Ternyata janji Allah menenggelamkan kaum Nuh terlaksana beberapa saat kemudian setelah kapal rampung. Banjir tidak hanya berasal dari langit yang seolah robek memuntahkan isinya, tapi juga mengucur dari bumi yang seolah belah memancarkan air di segenap penjuru dengan volume yang mengerikan. Berbulan-bulan banjir itu (kabarnya 40 hari) terjadi hingga gunung tinggi pun tenggelam olehnya. Setelah air bah berangsur surut, kapal Nuh yang sarat berisi muatan hewan berpasangan, logistik dan sejumlah orang beriman, berlabuh di atas bukit Judi, terletak di Armenia Selatan dan berbatasan dengan Mesopotamia (Irak) sekarang. Tempat kaum Nuh yang dikiamatkan lewat banjir ini konon dinamai Laut Mati.
Mengingat di zaman Nuh belum terjadi kerusakan alam dan pencemaran lingkungan, maka banjir kala itu murni akibat kemaksiatan yang dilakukan oleh kaum Nuh, sehingga Allah mengazab mereka dengan banjir yang sangat mengerikan.
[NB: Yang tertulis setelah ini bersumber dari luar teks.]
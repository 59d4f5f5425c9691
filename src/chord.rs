//! Chord symbol parsing
//!
//! Parses lead-sheet chord symbols (`C`, `Am7`, `G7(b9)`, `F∆`, `Bbø`, ...) into
//! a root pitch class, a [`Quality`] and a list of [`Extension`]s.
//!
//! # Supported Qualities
//! - **Major**: `C`, `Cmaj` → root, major 3rd, perfect 5th
//! - **Minor**: `m`, `min`, `-` → root, minor 3rd, perfect 5th
//! - **Dominant 7th**: `7` → major triad + minor 7th
//! - **Major 7th**: `maj7`, `M7`, `∆` → major triad + major 7th
//! - **Minor 7th**: `m7`, `min7`, `-7` → minor triad + minor 7th
//! - **Diminished**: `dim`, `º`, `°` (triad), `dim7`, `º7`, `°7` (full)
//! - **Half-diminished**: `ø`, `m7b5`
//! - **Augmented**: `aug`, `+`, `+7`, `aug7`
//! - **Sixths**: `6`, `m6`
//! - **Suspended**: `sus2`, `sus4`, `7sus2`, `7sus4`, `∆sus2`, `∆sus4`
//! - **Altered fifths**: `7(b5)`, `∆(b5)`
//!
//! # Extensions
//! Any of `9`, `b9`, `#9`, `11`, `#11`, `13`, `b13`, optionally in parentheses,
//! after the quality: `G7(b9)`, `C7#11`, `Dm9`. A natural extension written on a
//! bare triad implies the seventh, so `C9` is a dominant ninth.

use crate::error::MontunoError;
use crate::interval::Flavor;
use serde::Serialize;
use std::fmt;

#[derive(Debug, Clone, Copy, PartialEq, Eq, Hash, Serialize)]
#[serde(rename_all = "kebab-case")]
pub enum Quality {
    Major,
    Minor,
    Dominant7,
    Major7,
    Minor7,
    Diminished,
    Diminished7,
    HalfDiminished,
    Augmented,
    Augmented7,
    Major6,
    Minor6,
    MinorMajor7,
    Sus2,
    Sus4,
    Dominant7Sus2,
    Dominant7Sus4,
    Major7Sus2,
    Major7Sus4,
    Dominant7Flat5,
    Major7Flat5,
}

impl Quality {
    /// Semitone offsets of the chord tones above the root
    pub fn intervals(self) -> &'static [u8] {
        match self {
            Quality::Major => &[0, 4, 7],
            Quality::Minor => &[0, 3, 7],
            Quality::Dominant7 => &[0, 4, 7, 10],
            Quality::Major7 => &[0, 4, 7, 11],
            Quality::Minor7 => &[0, 3, 7, 10],
            Quality::Diminished => &[0, 3, 6],
            Quality::Diminished7 => &[0, 3, 6, 9],
            Quality::HalfDiminished => &[0, 3, 6, 10],
            Quality::Augmented => &[0, 4, 8],
            Quality::Augmented7 => &[0, 4, 8, 10],
            Quality::Major6 => &[0, 4, 7, 9],
            Quality::Minor6 => &[0, 3, 7, 9],
            Quality::MinorMajor7 => &[0, 3, 7, 11],
            Quality::Sus2 => &[0, 2, 7],
            Quality::Sus4 => &[0, 5, 7],
            Quality::Dominant7Sus2 => &[0, 2, 7, 10],
            Quality::Dominant7Sus4 => &[0, 5, 7, 10],
            Quality::Major7Sus2 => &[0, 2, 7, 11],
            Quality::Major7Sus4 => &[0, 5, 7, 11],
            Quality::Dominant7Flat5 => &[0, 4, 6, 10],
            Quality::Major7Flat5 => &[0, 4, 6, 11],
        }
    }

    /// Canonical suffix as written after the root
    pub fn suffix(self) -> &'static str {
        match self {
            Quality::Major => "",
            Quality::Minor => "m",
            Quality::Dominant7 => "7",
            Quality::Major7 => "maj7",
            Quality::Minor7 => "m7",
            Quality::Diminished => "dim",
            Quality::Diminished7 => "dim7",
            Quality::HalfDiminished => "m7b5",
            Quality::Augmented => "aug",
            Quality::Augmented7 => "aug7",
            Quality::Major6 => "6",
            Quality::Minor6 => "m6",
            Quality::MinorMajor7 => "mMaj7",
            Quality::Sus2 => "sus2",
            Quality::Sus4 => "sus4",
            Quality::Dominant7Sus2 => "7sus2",
            Quality::Dominant7Sus4 => "7sus4",
            Quality::Major7Sus2 => "maj7sus2",
            Quality::Major7Sus4 => "maj7sus4",
            Quality::Dominant7Flat5 => "7(b5)",
            Quality::Major7Flat5 => "maj7(b5)",
        }
    }

    /// Minor when the chord's third is minor; suspended chords count as major
    pub fn flavor(self) -> Flavor {
        if self.intervals()[1] == 3 {
            Flavor::Minor
        } else {
            Flavor::Major
        }
    }

    /// The seventh-chord form a bare triad takes when a ninth, eleventh or
    /// thirteenth is written on it
    fn with_implied_seventh(self, major_seventh: bool) -> Self {
        match self {
            Quality::Major if major_seventh => Quality::Major7,
            Quality::Major => Quality::Dominant7,
            Quality::Minor => Quality::Minor7,
            Quality::Sus4 => Quality::Dominant7Sus4,
            Quality::Sus2 => Quality::Dominant7Sus2,
            Quality::Augmented => Quality::Augmented7,
            other => other,
        }
    }
}

#[derive(Debug, Clone, Copy, PartialEq, Eq, Hash, Serialize)]
#[serde(rename_all = "kebab-case")]
pub enum Extension {
    FlatNinth,
    Ninth,
    SharpNinth,
    Eleventh,
    SharpEleventh,
    FlatThirteenth,
    Thirteenth,
}

impl Extension {
    /// Offset in semitones above the root (compound, above the octave)
    pub fn offset(self) -> u8 {
        match self {
            Extension::FlatNinth => 13,
            Extension::Ninth => 14,
            Extension::SharpNinth => 15,
            Extension::Eleventh => 17,
            Extension::SharpEleventh => 18,
            Extension::FlatThirteenth => 20,
            Extension::Thirteenth => 21,
        }
    }

    pub fn symbol(self) -> &'static str {
        match self {
            Extension::FlatNinth => "b9",
            Extension::Ninth => "9",
            Extension::SharpNinth => "#9",
            Extension::Eleventh => "11",
            Extension::SharpEleventh => "#11",
            Extension::FlatThirteenth => "b13",
            Extension::Thirteenth => "13",
        }
    }

    fn is_natural(self) -> bool {
        matches!(self, Extension::Ninth | Extension::Eleventh | Extension::Thirteenth)
    }
}

/// A parsed chord symbol
#[derive(Debug, Clone, PartialEq, Eq, Serialize)]
pub struct Chord {
    /// Pitch class of the root, 0 = C
    pub root: u8,
    pub quality: Quality,
    pub extensions: Vec<Extension>,
}

impl Chord {
    /// Offsets of every chord tone above the root, ascending and unique
    pub fn tone_offsets(&self) -> Vec<u8> {
        let mut offsets: Vec<u8> = self.quality.intervals().to_vec();
        offsets.extend(self.extensions.iter().map(|e| e.offset()));
        offsets.sort_unstable();
        offsets.dedup();
        offsets
    }
}

impl fmt::Display for Chord {
    /// Lead-sheet spelling that `parse_chord` reads back: `G7(b9)`, `A#m7`
    fn fmt(&self, f: &mut fmt::Formatter<'_>) -> fmt::Result {
        write!(f, "{}{}", pitch_class_name(self.root), self.quality.suffix())?;
        if !self.extensions.is_empty() {
            let written: Vec<&str> = self.extensions.iter().map(|e| e.symbol()).collect();
            write!(f, "({})", written.join(","))?;
        }
        Ok(())
    }
}

/// Quality suffixes. Matched longest-first, so `m7` wins over `m` and `7`.
const SUFFIXES: &[(&str, Quality)] = &[
    ("", Quality::Major),
    ("maj", Quality::Major),
    ("M", Quality::Major),
    ("m", Quality::Minor),
    ("min", Quality::Minor),
    ("-", Quality::Minor),
    ("7", Quality::Dominant7),
    ("maj7", Quality::Major7),
    ("M7", Quality::Major7),
    ("∆", Quality::Major7),
    ("∆7", Quality::Major7),
    ("m7", Quality::Minor7),
    ("min7", Quality::Minor7),
    ("-7", Quality::Minor7),
    ("dim", Quality::Diminished),
    ("º", Quality::Diminished),
    ("°", Quality::Diminished),
    ("dim7", Quality::Diminished7),
    ("º7", Quality::Diminished7),
    ("°7", Quality::Diminished7),
    ("ø", Quality::HalfDiminished),
    ("ø7", Quality::HalfDiminished),
    ("m7b5", Quality::HalfDiminished),
    ("m7(b5)", Quality::HalfDiminished),
    ("aug", Quality::Augmented),
    ("+", Quality::Augmented),
    ("aug7", Quality::Augmented7),
    ("+7", Quality::Augmented7),
    ("6", Quality::Major6),
    ("m6", Quality::Minor6),
    ("m∆", Quality::MinorMajor7),
    ("mMaj7", Quality::MinorMajor7),
    ("mmaj7", Quality::MinorMajor7),
    ("sus2", Quality::Sus2),
    ("sus4", Quality::Sus4),
    ("sus", Quality::Sus4),
    ("7sus2", Quality::Dominant7Sus2),
    ("7sus4", Quality::Dominant7Sus4),
    ("∆sus2", Quality::Major7Sus2),
    ("maj7sus2", Quality::Major7Sus2),
    ("∆sus4", Quality::Major7Sus4),
    ("maj7sus4", Quality::Major7Sus4),
    ("7(b5)", Quality::Dominant7Flat5),
    ("7b5", Quality::Dominant7Flat5),
    ("∆(b5)", Quality::Major7Flat5),
    ("maj7(b5)", Quality::Major7Flat5),
];

/// Parse a chord symbol
///
/// # Examples
/// ```
/// use montuno::chord::{parse_chord, Extension, Quality};
///
/// let chord = parse_chord("G7(b9)").unwrap();
/// assert_eq!(chord.root, 7);
/// assert_eq!(chord.quality, Quality::Dominant7);
/// assert_eq!(chord.extensions, vec![Extension::FlatNinth]);
///
/// assert_eq!(parse_chord("Bbm7").unwrap().root, 10);
/// assert!(parse_chord("H7").is_err());
/// ```
pub fn parse_chord(symbol: &str) -> Result<Chord, MontunoError> {
    let unrecognized = || MontunoError::UnrecognizedChordSymbol(symbol.to_string());

    let (root, rest) = parse_root(symbol).ok_or_else(unrecognized)?;

    // Longest suffix whose remainder is a valid extension list
    let mut best: Option<(usize, Quality, Vec<(Extension, bool)>)> = None;
    for &(suffix, quality) in SUFFIXES {
        if !rest.starts_with(suffix) {
            continue;
        }
        if best.as_ref().is_some_and(|(len, _, _)| *len >= suffix.len()) {
            continue;
        }
        if let Some(extensions) = parse_extensions(&rest[suffix.len()..]) {
            best = Some((suffix.len(), quality, extensions));
        }
    }
    let (suffix_len, mut quality, written) = best.ok_or_else(unrecognized)?;

    // A bare (unparenthesized) natural extension on a triad implies its seventh
    let implies_seventh = written.iter().any(|(ext, bare)| *bare && ext.is_natural());
    if implies_seventh && quality.intervals().len() == 3 {
        let major_seventh = rest[..suffix_len].starts_with("maj") || rest.starts_with('M');
        quality = quality.with_implied_seventh(major_seventh);
    }

    let mut extensions: Vec<Extension> = Vec::new();
    for (ext, _) in written {
        if !extensions.contains(&ext) {
            extensions.push(ext);
        }
    }

    Ok(Chord {
        root,
        quality,
        extensions,
    })
}

/// Root letter plus optional accidental
fn parse_root(symbol: &str) -> Option<(u8, &str)> {
    let mut chars = symbol.chars();
    let base: i8 = match chars.next()? {
        'C' => 0,
        'D' => 2,
        'E' => 4,
        'F' => 5,
        'G' => 7,
        'A' => 9,
        'B' => 11,
        _ => return None,
    };
    let rest = &symbol[1..];
    let (accidental, rest) = if let Some(stripped) = rest.strip_prefix('#') {
        (1, stripped)
    } else if let Some(stripped) = rest.strip_prefix('b') {
        (-1, stripped)
    } else {
        (0, rest)
    };
    Some(((base + accidental).rem_euclid(12) as u8, rest))
}

/// Parse a run of extensions. Each item carries whether it was written bare
/// (outside parentheses). Returns `None` if anything is left unparsed.
fn parse_extensions(mut text: &str) -> Option<Vec<(Extension, bool)>> {
    let mut extensions = Vec::new();
    while !text.is_empty() {
        if let Some(inner) = text.strip_prefix('(') {
            let close = inner.find(')')?;
            for item in inner[..close].split(',') {
                let (ext, used) = parse_one_extension(item.trim())?;
                if used != item.trim().len() {
                    return None;
                }
                extensions.push((ext, false));
            }
            text = &inner[close + 1..];
        } else {
            let (ext, used) = parse_one_extension(text)?;
            extensions.push((ext, true));
            text = &text[used..];
        }
    }
    Some(extensions)
}

/// Longest extension at the start of `text` and the number of bytes it spans
fn parse_one_extension(text: &str) -> Option<(Extension, usize)> {
    const EXTENSIONS: &[(&str, Extension)] = &[
        ("b13", Extension::FlatThirteenth),
        ("#11", Extension::SharpEleventh),
        ("13", Extension::Thirteenth),
        ("11", Extension::Eleventh),
        ("b9", Extension::FlatNinth),
        ("#9", Extension::SharpNinth),
        ("9", Extension::Ninth),
    ];
    EXTENSIONS
        .iter()
        .find(|(name, _)| text.starts_with(name))
        .map(|(name, ext)| (*ext, name.len()))
}

/// Sharp-spelled name of a pitch class
pub fn pitch_class_name(pitch_class: u8) -> &'static str {
    const NAMES: [&str; 12] = [
        "C", "C#", "D", "D#", "E", "F", "F#", "G", "G#", "A", "A#", "B",
    ];
    NAMES[(pitch_class % 12) as usize]
}

/// Scientific name of a MIDI pitch (60 = C4)
pub fn pitch_name(pitch: u8) -> String {
    let octave = pitch as i16 / 12 - 1;
    format!("{}{}", pitch_class_name(pitch), octave)
}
Sehingga sebagian anggota keluarga Nabi Nuh yang ingkar kepadanya pun tidak luput dari dari banjir dahsyat dan mematikan tersebut. Nuh sempat protes kepada Allah, mengapa anggota keluarganya ikut binasa. Allah menjawab: mereka bukan lagi keluargamu, karena mereka ingkar akan kebenaran yang engkau bawa dan melakukan perbuatan yang bertentangan dengan perintah Allah. Akhirnya Nuh menyadari, dan dapat menerima kenyataan yang terjadi. Jadi, keluarga dekat Nabi pun bila bermaksiat juga akan dimurkai Allah, apalagi kalau hanya sekadar umat nabi atau rakyat biasa. Karena itu semua orang harus bertaubat dari berbagai dosa dan kesalahan, yang dapat mengundang murka Allah. Perihal banjir di zaman Nuh ini dapat dilihat dalam Alquran surat Hud: 25-49, al-Ankabut: l4 dan Nuh: l-28 beserta tafsirnya.
Berbeda dengan sekarang ini, seperti yang terjadi di Sumatra Utara, Aceh, juga di Jawa Barat, di Kalimantan dan sebagainya, jelas alam hutan sudah rusak oleh tangan-tangan manusia (pengusaha yang rakus), berkolaborasi dengan penguasa yang mengizinkan, membiarkan atau tutup mata terhadap kerusakan yang terjadi tanpa mau menegakkan hukum yang sudah ada. Ketika rumah-rumah air (pohon dan hutan ditebang dan ditambang), maka pastilah terjadi banjir besar-besaran. Soal curah hujan tinggi tak bisa disalahkan, zaman dulu juga hujan selalu lebat kalau sudah musimnya. Tapi karena hutan masih utuh, tak menimbulkan bahaya. Sekarang, hujan sedikit saja sudah berisiko. Akibatnya justru masyarakat yang menanggung akibat, kerugian dan menjadi korban karenanya.